Unlike Violeta, I am not a particularly competitive person, but I get sucked into the Olympics, particularly the summer Games, every time they roll around. I just like the chaos of watching people who have dedicated their lives to mastering an increasingly esoteric list of sports give everything they have only to lose by one-one-hundredth of a second. Futility, thy name is fourth place.

 

And this year there are a few new sports included, such as kayak cross, or as I like to call it, water chaos:

 

There’s also breakdancing (Olympic dance battles!), kiteboarding (surf insanity), and men’s artistic swimming (wet fancy men), while sports such as surfing, skateboarding, sport climbing, and BMX are returning after debuting at the Tokyo games.

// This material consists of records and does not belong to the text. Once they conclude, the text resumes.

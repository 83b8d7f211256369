//! Boundary extraction for sets of edge-adjacent convex polygons.

use glam::DVec2;

use crate::error::{Result, WorldError};

/// Per-coordinate tolerance used when matching edge endpoints.
pub const OUTLINE_TOLERANCE: f64 = 1e-5;

#[inline]
fn approx_eq(a: DVec2, b: DVec2, tol: f64) -> bool {
    (a.x - b.x).abs() < tol && (a.y - b.y).abs() < tol
}

/// Orders an edge's endpoints lower x first, then lower y.
fn ordered(p1: DVec2, p2: DVec2) -> (DVec2, DVec2) {
    if p1.x < p2.x || (p1.x == p2.x && p1.y < p2.y) {
        (p1, p2)
    } else {
        (p2, p1)
    }
}

fn same_edge(a: &(DVec2, DVec2), b: &(DVec2, DVec2), tol: f64) -> bool {
    (approx_eq(a.0, b.0, tol) && approx_eq(a.1, b.1, tol))
        || (approx_eq(a.0, b.1, tol) && approx_eq(a.1, b.0, tol))
}

/// Outer boundary loop of a polygon tiling.
///
/// Edges that appear in exactly one polygon are boundary edges; edges shared
/// by two polygons are interior and dropped. The boundary edges are then
/// chained end to end starting from the first one found. The returned loop is
/// implicitly closed (the last point connects back to the first) and has one
/// point per boundary edge.
pub fn find_outline(polygons: &[Vec<DVec2>]) -> Result<Vec<DVec2>> {
    find_outline_with_tolerance(polygons, OUTLINE_TOLERANCE)
}

/// [`find_outline`] with an explicit endpoint tolerance.
pub fn find_outline_with_tolerance(polygons: &[Vec<DVec2>], tol: f64) -> Result<Vec<DVec2>> {
    let edges: Vec<(DVec2, DVec2)> = polygons
        .iter()
        .flat_map(|poly| {
            let n = poly.len();
            (0..n).map(move |i| ordered(poly[i], poly[(i + 1) % n]))
        })
        .collect();

    let mut unique: Vec<(DVec2, DVec2)> = edges
        .iter()
        .enumerate()
        .filter(|(i, e)| {
            !edges
                .iter()
                .enumerate()
                .any(|(j, other)| j != *i && same_edge(e, other, tol))
        })
        .map(|(_, e)| *e)
        .collect();

    if unique.is_empty() {
        return Err(WorldError::DegenerateOutline(
            "no boundary edges in polygon set".into(),
        ));
    }

    let (start, mut current) = unique.remove(0);
    let mut outline = vec![start, current];

    while unique.len() > 1 {
        let next = unique.iter().enumerate().find_map(|(i, e)| {
            if approx_eq(current, e.0, tol) {
                Some((i, e.1))
            } else if approx_eq(current, e.1, tol) {
                Some((i, e.0))
            } else {
                None
            }
        });
        match next {
            Some((i, p)) => {
                outline.push(p);
                current = p;
                unique.remove(i);
            }
            None => {
                return Err(WorldError::DegenerateOutline(format!(
                    "no boundary edge continues from ({}, {}), {} edges left",
                    current.x,
                    current.y,
                    unique.len()
                )))
            }
        }
    }

    Ok(outline)
}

I’m on the side of including extreme sports in the Olympics, if only because someday I hope they include ultramarathons. Give me a 24-hour live stream of runners hallucinating in the desert while yakking all the liquid out of their bodies. Let’s go full running chaos.

 

As someone who grew up riding horses, I always pay close attention to equestrian sports, too. This year, we’re starting off with controversy as star British rider Charlotte Dujardin has withdrawn from competition following the release of a video that shows her whipping a horse while coaching another rider. I wish this was a one-off, but for every person who loves their horse and treats them like a partner in sport, there’s another who sees them as nothing more than a vehicle. Perhaps this can be a turning point for equestrian sports at large to promote better animal welfare, but I have a sneaking suspicion it will be treated as a “one bad apple” incident rather than simply one example of systemic behavior (see also: what happened during Tokyo’s showjumping round in the modern pentathlon event).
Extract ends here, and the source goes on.